The Kingdom, Power and Glory

We have just read and heard the Lord’s Prayer as it comes from Matthew’s Gospel. We have been hearing it for the past seven weeks. We have been learning it, and how we can pray it.

But did you notice one thing about the Lord’s Prayer as we read it? Where is the part of the prayer that goes “For thine is the kingdom, the power and the glory forever. Amen”? You don’t find those words.

Jesus did not give those words. You don’t find them in the Gospels. Matthew and Luke are the two places Jesus teaches this prayer and neither end with that stanza.

In fact, Roman Catholic brothers and sisters do not pray this line when they pray the Lord’s Prayer. You can always tell a Protestant in a Catholic mass or circle because while everyone else ends at “deliver us from evil” the Protestant keeps on going “for thine is the kingdom…” until he stops out of embarrassment from the realization that he is the only one praying.

“Martha, look at the Protestant over there.”

So if Jesus didn’t teach this as part of this prayer, why do we say it? Where does this final line that we pray come from? Well, Christians added this from the earliest times of Christianity.

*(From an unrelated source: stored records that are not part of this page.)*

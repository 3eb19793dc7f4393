//! CLI output formatting.
//!
//! # Information-First Display
//!
//! Summaries lead with what was built or ingested; paths are secondary
//! context on indented lines and are shown relative to the site root.
//!
//! # Output Format
//!
//! ## Build
//!
//! ```text
//! Wrote 14 artifacts
//!     index.htm
//!     2024/03/index.htm
//! Skipped 1 document
//!     posts/2024/03/bad.md: missing required field `date`
//! Failed 1 write
//!     write build/2024/index.htm: Permission denied (os error 13)
//! ```
//!
//! ## Ingest
//!
//! ```text
//! Created "Hello & World" → posts/2023/11/hello-and-world.md
//!     posted on 2023-11-14 at 10:13 PM
//!     Short: x1y
//!     001 6f1c… → images/posts/6f1c….jpg (4000x3000, resized 940x705)
//!     Skipped pic.png: image could not be decoded: …
//! ```
//!
//! ## Check
//!
//! ```text
//! Content
//! 2024 (3 posts)
//!     03 (2 posts)
//!     01 (1 post)
//! Problems
//!     posts/2024/03/bad.md: missing required field `date`
//! ```
//!
//! # Architecture
//!
//! Each view has a `format_*` function (returns `Vec<String>`) for testability
//! and a `print_*` wrapper that writes to stdout. Format functions are pure:
//! no I/O, no side effects.

use crate::aggregate::BuildReport;
use crate::ingest::IngestOutcome;
use crate::site::Published;
use crate::store::{DocumentFailure, YearLoad};
use std::path::Path;

/// Format a 1-based positional index as 3-digit zero-padded.
fn format_index(pos: usize) -> String {
    format!("{:0>3}", pos)
}

/// Return indentation string: 4 spaces per depth level.
fn indent(depth: usize) -> String {
    "    ".repeat(depth)
}

/// `1 post`, `3 posts`.
fn plural(count: usize, noun: &str) -> String {
    if count == 1 {
        format!("{count} {noun}")
    } else {
        format!("{count} {noun}s")
    }
}

/// Path relative to `root` when it lies beneath it.
fn relative(path: &Path, root: &Path) -> String {
    path.strip_prefix(root).unwrap_or(path).display().to_string()
}

fn failure_line(failure: &DocumentFailure, root: &Path) -> String {
    format!("{}{}: {}", indent(1), relative(&failure.path, root), failure.error)
}

// ============================================================================
// Build
// ============================================================================

/// Summarise a build pass. `list_written` adds one line per artifact.
pub fn format_build_report(report: &BuildReport, build_root: &Path, root: &Path, list_written: bool) -> Vec<String> {
    let mut lines = vec![format!("Wrote {}", plural(report.written.len(), "artifact"))];
    if list_written {
        lines.extend(
            report
                .written
                .iter()
                .map(|p| format!("{}{}", indent(1), relative(p, build_root))),
        );
    }
    if !report.failures.is_empty() {
        lines.push(format!("Skipped {}", plural(report.failures.len(), "document")));
        lines.extend(report.failures.iter().map(|f| failure_line(f, root)));
    }
    if !report.write_failures.is_empty() {
        lines.push(format!("Failed {}", plural(report.write_failures.len(), "write")));
        lines.extend(
            report
                .write_failures
                .iter()
                .map(|e| format!("{}{} {}: {}", indent(1), e.action, relative(&e.path, root), e.source)),
        );
    }
    if !report.gallery_failures.is_empty() {
        lines.push(format!("Skipped {}", plural(report.gallery_failures.len(), "gallery")));
        lines.extend(
            report
                .gallery_failures
                .iter()
                .map(|f| format!("{}{}: {}", indent(1), f.gallery, f.error)),
        );
    }
    lines
}

pub fn print_build_report(report: &BuildReport, build_root: &Path, root: &Path, list_written: bool) {
    for line in format_build_report(report, build_root, root, list_written) {
        println!("{}", line);
    }
}

// ============================================================================
// Ingest
// ============================================================================

pub fn format_ingest_outcome(outcome: &IngestOutcome, root: &Path) -> Vec<String> {
    let doc = &outcome.document;
    let verb = if outcome.replaced { "Replaced" } else { "Created" };
    let mut lines = vec![
        format!("{verb} \"{}\" → {}", doc.title, relative(&outcome.path, root)),
        format!("{}{}", indent(1), doc.date_pretty()),
    ];
    if !doc.short.is_empty() {
        lines.push(format!("{}Short: {}", indent(1), doc.short));
    }
    for (pos, set) in outcome.media.iter().enumerate() {
        let (w, h) = set.dimensions;
        let size = match set.resized_dimensions {
            Some((rw, rh)) => format!("{w}x{h}, resized {rw}x{rh}"),
            None => format!("{w}x{h}"),
        };
        lines.push(format!(
            "{}{} {} → {} ({size})",
            indent(1),
            format_index(pos + 1),
            set.id,
            relative(&set.original, root)
        ));
        for failure in &set.failures {
            lines.push(format!("{}Not written: {}", indent(2), failure));
        }
    }
    for skipped in &outcome.skipped {
        lines.push(format!("{}Skipped {}: {}", indent(1), skipped.name, skipped.error));
    }
    lines
}

pub fn print_ingest_outcome(outcome: &IngestOutcome, root: &Path) {
    for line in format_ingest_outcome(outcome, root) {
        println!("{}", line);
    }
}

/// One line naming the published post and the stored source it came from.
pub fn format_published(published: &Published, root: &Path) -> String {
    let doc = &published.document;
    format!(
        "Published \"{}\" from {} → {}",
        doc.title,
        relative(&published.path, root),
        doc.url()
    )
}

pub fn print_published(published: &Published, root: &Path) {
    println!("==> {}", format_published(published, root));
}

// ============================================================================
// Check
// ============================================================================

/// Content inventory: posts per year and month, then anything unparseable.
pub fn format_check(years: &[YearLoad], root: &Path) -> Vec<String> {
    let mut lines = vec!["Content".to_string()];
    if years.is_empty() {
        lines.push(format!("{}(no posts)", indent(1)));
    }
    for year in years {
        lines.push(format!("{} ({})", year.year, plural(year.documents.len(), "post")));
        for month in &year.months {
            lines.push(format!(
                "{}{} ({})",
                indent(1),
                month.month,
                plural(month.documents.len(), "post")
            ));
        }
    }
    let failures: Vec<&DocumentFailure> = years.iter().flat_map(|y| y.failures()).collect();
    if !failures.is_empty() {
        lines.push("Problems".to_string());
        lines.extend(failures.iter().map(|f| failure_line(f, root)));
    }
    lines
}

pub fn print_check(years: &[YearLoad], root: &Path) {
    for line in format_check(years, root) {
        println!("{}", line);
    }
}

At the beginning of the sermon series I mentioned a document from the earliest years of Christianity called the Didache, which means “the teaching.” It was a manual used to teach early Christian disciples belief and practice. It is from the second century, so just a matter of decades after the time of Jesus. One of the instructions in the Didache is that Christians are told to pray the Lord’s Prayer regularly. It also says that they should end with, “Yours is the kingdom, and the power, and the glory, forever. Amen.” So this was added by the earliest Christians.

As the Lord’s Prayer came to be a formal prayer that Christians shared and used in worship, they became uncomfortable ending it with “deliver us from the evil one.” It was kind of a downer. It was too abrupt. “Surely we can end with something better than this,” someone thought.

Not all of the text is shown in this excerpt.